- Dataset entries -
------------------------------
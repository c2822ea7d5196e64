//! Static campus layout: ground, roads, parking lot and buildings.
//!
//! The layout is a fixed table of [`PlacedObject`]s instantiated once the
//! procedural textures exist. Buildings carry their label text so the label
//! overlay can bind to them.

use std::f32::consts::{FRAC_PI_2, FRAC_PI_3};

use bevy::{pbr::NotShadowCaster, prelude::*};

use crate::render::procedural_textures::{CampusTextures, TiledTexture};

pub struct CampusLayoutPlugin;

impl Plugin for CampusLayoutPlugin {
    fn build(&self, app: &mut App) {
        app.init_resource::<CampusLayoutSpawned>()
            .add_systems(Update, spawn_campus_layout.run_if(should_spawn_layout));
    }
}

/// Marker that the layout has been spawned (prevents re-running).
#[derive(Resource, Default)]
pub struct CampusLayoutSpawned(pub bool);

fn should_spawn_layout(textures: Option<Res<CampusTextures>>, spawned: Res<CampusLayoutSpawned>) -> bool {
    textures.is_some() && !spawned.0
}

/// Surface look of a placed object.
#[derive(Clone, Copy, Debug, PartialEq, Eq, Hash)]
pub enum SurfaceMaterial {
    Grass,
    Road,
    Parking,
    Building,
}

/// Geometry of a placed object.
#[derive(Clone, Copy, Debug, PartialEq)]
pub enum Shape {
    /// Flat horizontal rectangle, width along X and depth along Z.
    Plane(Vec2),
    /// Axis-aligned box before rotation.
    Box(Vec3),
}

/// One entry of the layout table.
#[derive(Clone, Copy, Debug, PartialEq)]
pub struct PlacedObject {
    pub position: Vec3,
    pub shape: Shape,
    /// Rotation around the vertical axis, radians.
    pub rotation: f32,
    pub material: SurfaceMaterial,
    pub label: Option<&'static str>,
}

impl PlacedObject {
    const fn plane(position: Vec3, size: Vec2, rotation: f32, material: SurfaceMaterial) -> Self {
        Self {
            position,
            shape: Shape::Plane(size),
            rotation,
            material,
            label: None,
        }
    }

    const fn building(position: Vec3, size: Vec3, rotation: f32, name: &'static str) -> Self {
        Self {
            position,
            shape: Shape::Box(size),
            rotation,
            material: SurfaceMaterial::Building,
            label: Some(name),
        }
    }

    pub fn transform(&self) -> Transform {
        Transform::from_translation(self.position).with_rotation(Quat::from_rotation_y(self.rotation))
    }

    pub fn mesh(&self) -> Mesh {
        match self.shape {
            Shape::Plane(size) => Plane3d::default().mesh().size(size.x, size.y).build(),
            Shape::Box(size) => Cuboid::new(size.x, size.y, size.z).into(),
        }
    }
}

// Surfaces are layered slightly apart to avoid z-fighting
pub static GROUND: PlacedObject = PlacedObject::plane(
    Vec3::ZERO,
    Vec2::new(75.0, 75.0),
    0.0,
    SurfaceMaterial::Grass,
);

pub static ROADS: [PlacedObject; 3] = [
    PlacedObject::plane(Vec3::new(0.0, 0.03, -10.0), Vec2::new(75.0, 8.0), 0.0, SurfaceMaterial::Road),
    PlacedObject::plane(Vec3::new(10.0, 0.03, 13.0), Vec2::new(55.0, 8.0), -FRAC_PI_3, SurfaceMaterial::Road),
    PlacedObject::plane(Vec3::new(-10.0, 0.03, 13.0), Vec2::new(50.0, 8.0), FRAC_PI_2, SurfaceMaterial::Road),
];

pub static PARKING_LOT: PlacedObject = PlacedObject::plane(
    Vec3::new(18.0, 0.04, -25.75),
    Vec2::new(25.0, 23.5),
    0.0,
    SurfaceMaterial::Parking,
);

pub static BUILDINGS: [PlacedObject; 4] = [
    PlacedObject::building(Vec3::new(-15.0, 2.0, -23.0), Vec3::new(25.0, 8.0, 14.0), 0.0, "Rectorate"),
    PlacedObject::building(Vec3::new(14.0, 2.0, 2.0), Vec3::new(8.0, 4.0, 6.0), -FRAC_PI_3, "Repair Building"),
    PlacedObject::building(Vec3::new(24.0, 2.0, 20.0), Vec3::new(8.0, 4.0, 6.0), -FRAC_PI_3, "Tech Park"),
    PlacedObject::building(Vec3::new(0.0, 2.0, 20.0), Vec3::new(22.0, 4.0, 6.0), -FRAC_PI_3, "Student Services"),
];

/// Every placed object in spawn order.
pub fn campus_layout() -> impl Iterator<Item = &'static PlacedObject> {
    std::iter::once(&GROUND)
        .chain(ROADS.iter())
        .chain(std::iter::once(&PARKING_LOT))
        .chain(BUILDINGS.iter())
}

/// A labelled building.
#[derive(Component, Clone, Debug)]
pub struct CampusBuilding {
    pub name: &'static str,
}

/// Material handles shared by every object of the same surface type.
struct CampusMaterials {
    grass: Handle<StandardMaterial>,
    road: Handle<StandardMaterial>,
    parking: Handle<StandardMaterial>,
    building: Handle<StandardMaterial>,
}

impl CampusMaterials {
    fn new(textures: &CampusTextures, materials: &mut Assets<StandardMaterial>) -> Self {
        Self {
            grass: materials.add(textured_material(Color::srgb_u8(0x2e, 0x8b, 0x57), &textures.grass)),
            road: materials.add(StandardMaterial {
                base_color: Color::srgb_u8(0x80, 0x80, 0x80),
                perceptual_roughness: 1.0,
                ..default()
            }),
            parking: materials.add(textured_material(Color::WHITE, &textures.parking)),
            building: materials.add(StandardMaterial {
                base_color: Color::srgb_u8(0xe6, 0xff, 0xff),
                perceptual_roughness: 0.35,
                metallic: 0.1,
                ..default()
            }),
        }
    }

    fn get(&self, material: SurfaceMaterial) -> Handle<StandardMaterial> {
        match material {
            SurfaceMaterial::Grass => self.grass.clone(),
            SurfaceMaterial::Road => self.road.clone(),
            SurfaceMaterial::Parking => self.parking.clone(),
            SurfaceMaterial::Building => self.building.clone(),
        }
    }
}

fn textured_material(tint: Color, texture: &TiledTexture) -> StandardMaterial {
    StandardMaterial {
        base_color: tint,
        base_color_texture: Some(texture.image.clone()),
        uv_transform: texture.uv_transform(),
        perceptual_roughness: 1.0,
        ..default()
    }
}

fn spawn_campus_layout(
    mut commands: Commands,
    textures: Res<CampusTextures>,
    mut meshes: ResMut<Assets<Mesh>>,
    mut materials: ResMut<Assets<StandardMaterial>>,
    mut spawned: ResMut<CampusLayoutSpawned>,
) {
    let campus_materials = CampusMaterials::new(&textures, &mut materials);

    let mut surface_count = 0;
    let mut building_count = 0;

    for object in campus_layout() {
        let mut entity = commands.spawn((
            Mesh3d(meshes.add(object.mesh())),
            MeshMaterial3d(campus_materials.get(object.material)),
            object.transform(),
        ));

        match object.shape {
            // Flat surfaces only receive shadows
            Shape::Plane(_) => {
                entity.insert(NotShadowCaster);
                surface_count += 1;
            }
            Shape::Box(_) => building_count += 1,
        }

        if let Some(name) = object.label {
            entity.insert(CampusBuilding { name });
        }
    }

    spawned.0 = true;
    info!(
        "Campus layout spawned: {} surfaces, {} buildings",
        surface_count, building_count
    );
}
//! Scene content: procedural textures, static layout, lamps and the sky cycle.

use bevy::prelude::*;

pub mod campus_layout;
pub mod day_night;
pub mod procedural_textures;
pub mod street_lamps;

pub struct RenderPlugin;

impl Plugin for RenderPlugin {
    fn build(&self, app: &mut App) {
        app.add_plugins(procedural_textures::ProceduralTexturesPlugin)
            .add_plugins(day_night::DayNightPlugin)
            .add_plugins(campus_layout::CampusLayoutPlugin)
            .add_plugins(street_lamps::StreetLampsPlugin);
    }
}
------------------------------
- What is needed -
Copy out the full listing so that each line matches exactly.

- Solution below -
repository c2822ea7d5196e64
//! Static campus layout: ground, roads, parking lot and buildings.
//!
//! The layout is a fixed table of [`PlacedObject`]s instantiated once the
//! procedural textures exist. Buildings carry their label text so the label
//! overlay can bind to them.

use std::f32::consts::{FRAC_PI_2, FRAC_PI_3};

use bevy::{pbr::NotShadowCaster, prelude::*};

use crate::render::procedural_textures::{CampusTextures, TiledTexture};

pub struct CampusLayoutPlugin;

impl Plugin for CampusLayoutPlugin {
    fn build(&self, app: &mut App) {
        app.init_resource::<CampusLayoutSpawned>()
            .add_systems(Update, spawn_campus_layout.run_if(should_spawn_layout));
    }
}

/// Marker that the layout has been spawned (prevents re-running).
#[derive(Resource, Default)]
pub struct CampusLayoutSpawned(pub bool);

fn should_spawn_layout(textures: Option<Res<CampusTextures>>, spawned: Res<CampusLayoutSpawned>) -> bool {
    textures.is_some() && !spawned.0
}

/// Surface look of a placed object.
#[derive(Clone, Copy, Debug, PartialEq, Eq, Hash)]
pub enum SurfaceMaterial {
    Grass,
    Road,
    Parking,
    Building,
}

/// Geometry of a placed object.
#[derive(Clone, Copy, Debug, PartialEq)]
pub enum Shape {
    /// Flat horizontal rectangle, width along X and depth along Z.
    Plane(Vec2),
    /// Axis-aligned box before rotation.
    Box(Vec3),
}

/// One entry of the layout table.
#[derive(Clone, Copy, Debug, PartialEq)]
pub struct PlacedObject {
    pub position: Vec3,
    pub shape: Shape,
    /// Rotation around the vertical axis, radians.
    pub rotation: f32,
    pub material: SurfaceMaterial,
    pub label: Option<&'static str>,
}

impl PlacedObject {
    const fn plane(position: Vec3, size: Vec2, rotation: f32, material: SurfaceMaterial) -> Self {
        Self {
            position,
            shape: Shape::Plane(size),
            rotation,
            material,
            label: None,
        }
    }

    const fn building(position: Vec3, size: Vec3, rotation: f32, name: &'static str) -> Self {
        Self {
            position,
            shape: Shape::Box(size),
            rotation,
            material: SurfaceMaterial::Building,
            label: Some(name),
        }
    }

    pub fn transform(&self) -> Transform {
        Transform::from_translation(self.position).with_rotation(Quat::from_rotation_y(self.rotation))
    }

    pub fn mesh(&self) -> Mesh {
        match self.shape {
            Shape::Plane(size) => Plane3d::default().mesh().size(size.x, size.y).build(),
            Shape::Box(size) => Cuboid::new(size.x, size.y, size.z).into(),
        }
    }
}

// Surfaces are layered slightly apart to avoid z-fighting
pub static GROUND: PlacedObject = PlacedObject::plane(
    Vec3::ZERO,
    Vec2::new(75.0, 75.0),
    0.0,
    SurfaceMaterial::Grass,
);

pub static ROADS: [PlacedObject; 3] = [
    PlacedObject::plane(Vec3::new(0.0, 0.03, -10.0), Vec2::new(75.0, 8.0), 0.0, SurfaceMaterial::Road),
    PlacedObject::plane(Vec3::new(10.0, 0.03, 13.0), Vec2::new(55.0, 8.0), -FRAC_PI_3, SurfaceMaterial::Road),
    PlacedObject::plane(Vec3::new(-10.0, 0.03, 13.0), Vec2::new(50.0, 8.0), FRAC_PI_2, SurfaceMaterial::Road),
];

pub static PARKING_LOT: PlacedObject = PlacedObject::plane(
    Vec3::new(18.0, 0.04, -25.75),
    Vec2::new(25.0, 23.5),
    0.0,
    SurfaceMaterial::Parking,
);

pub static BUILDINGS: [PlacedObject; 4] = [
    PlacedObject::building(Vec3::new(-15.0, 2.0, -23.0), Vec3::new(25.0, 8.0, 14.0), 0.0, "Rectorate"),
    PlacedObject::building(Vec3::new(14.0, 2.0, 2.0), Vec3::new(8.0, 4.0, 6.0), -FRAC_PI_3, "Repair Building"),
    PlacedObject::building(Vec3::new(24.0, 2.0, 20.0), Vec3::new(8.0, 4.0, 6.0), -FRAC_PI_3, "Tech Park"),
    PlacedObject::building(Vec3::new(0.0, 2.0, 20.0), Vec3::new(22.0, 4.0, 6.0), -FRAC_PI_3, "Student Services"),
];

/// Every placed object in spawn order.
pub fn campus_layout() -> impl Iterator<Item = &'static PlacedObject> {
    std::iter::once(&GROUND)
        .chain(ROADS.iter())
        .chain(std::iter::once(&PARKING_LOT))
        .chain(BUILDINGS.iter())
}

/// A labelled building.
#[derive(Component, Clone, Debug)]
pub struct CampusBuilding {
    pub name: &'static str,
}

/// Material handles shared by every object of the same surface type.
struct CampusMaterials {
    grass: Handle<StandardMaterial>,
    road: Handle<StandardMaterial>,
    parking: Handle<StandardMaterial>,
    building: Handle<StandardMaterial>,
}

impl CampusMaterials {
    fn new(textures: &CampusTextures, materials: &mut Assets<StandardMaterial>) -> Self {
        Self {
            grass: materials.add(textured_material(Color::srgb_u8(0x2e, 0x8b, 0x57), &textures.grass)),
            road: materials.add(StandardMaterial {
                base_color: Color::srgb_u8(0x80, 0x80, 0x80),
                perceptual_roughness: 1.0,
                ..default()
            }),
            parking: materials.add(textured_material(Color::WHITE, &textures.parking)),
            building: materials.add(StandardMaterial {
                base_color: Color::srgb_u8(0xe6, 0xff, 0xff),
                perceptual_roughness: 0.35,
                metallic: 0.1,
                ..default()
            }),
        }
    }

    fn get(&self, material: SurfaceMaterial) -> Handle<StandardMaterial> {
        match material {
            SurfaceMaterial::Grass => self.grass.clone(),
            SurfaceMaterial::Road => self.road.clone(),
            SurfaceMaterial::Parking => self.parking.clone(),
            SurfaceMaterial::Building => self.building.clone(),
        }
    }
}

fn textured_material(tint: Color, texture: &TiledTexture) -> StandardMaterial {
    StandardMaterial {
        base_color: tint,
        base_color_texture: Some(texture.image.clone()),
        uv_transform: texture.uv_transform(),
        perceptual_roughness: 1.0,
        ..default()
    }
}

fn spawn_campus_layout(
    mut commands: Commands,
    textures: Res<CampusTextures>,
    mut meshes: ResMut<Assets<Mesh>>,
    mut materials: ResMut<Assets<StandardMaterial>>,
    mut spawned: ResMut<CampusLayoutSpawned>,
) {
    let campus_materials = CampusMaterials::new(&textures, &mut materials);

    let mut surface_count = 0;
    let mut building_count = 0;

    for object in campus_layout() {
        let mut entity = commands.spawn((
            Mesh3d(meshes.add(object.mesh())),
            MeshMaterial3d(campus_materials.get(object.material)),
            object.transform(),
        ));

        match object.shape {
            // Flat surfaces only receive shadows
            Shape::Plane(_) => {
                entity.insert(NotShadowCaster);
                surface_count += 1;
            }
            Shape::Box(_) => building_count += 1,
        }

        if let Some(name) = object.label {
            entity.insert(CampusBuilding { name });
        }
    }

    spawned.0 = true;
    info!(
        "Campus layout spawned: {} surfaces, {} buildings",
        surface_count, building_count
    );
}
//! Scene content: procedural textures, static layout, lamps and the sky cycle.

use bevy::prelude::*;

pub mod campus_layout;
pub mod day_night;
pub mod procedural_textures;
pub mod street_lamps;

pub struct RenderPlugin;

impl Plugin for RenderPlugin {
    fn build(&self, app: &mut App) {
        app.add_plugins(procedural_textures::ProceduralTexturesPlugin)
            .add_plugins(day_night::DayNightPlugin)
            .add_plugins(campus_layout::CampusLayoutPlugin)
            .add_plugins(street_lamps::StreetLampsPlugin);
    }
}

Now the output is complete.